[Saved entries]
- - - -

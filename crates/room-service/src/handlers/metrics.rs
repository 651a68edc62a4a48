//! Prometheus scrape endpoint.
//!
//! Unauthenticated. Labels are bounded (normalized paths, operation names,
//! error kinds) and carry no user or room identifiers.

use axum::extract::State;
use metrics_exporter_prometheus::PrometheusHandle;

/// Handler for GET /metrics
#[tracing::instrument(skip_all, name = "room.metrics.scrape")]
pub async fn metrics_handler(State(handle): State<PrometheusHandle>) -> String {
    handle.render()
}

- - - -

EXERCISE » Quote every record above exactly.

EXERCISE OUTPUT »
filename crates/room-service/src/handlers/metrics.rs
repository 651a68edc62a4a48
//! Prometheus scrape endpoint.
//!
//! Unauthenticated. Labels are bounded (normalized paths, operation names,
//! error kinds) and carry no user or room identifiers.

use axum::extract::State;
use metrics_exporter_prometheus::PrometheusHandle;

/// Handler for GET /metrics
#[tracing::instrument(skip_all, name = "room.metrics.scrape")]
pub async fn metrics_handler(State(handle): State<PrometheusHandle>) -> String {
    handle.render()
}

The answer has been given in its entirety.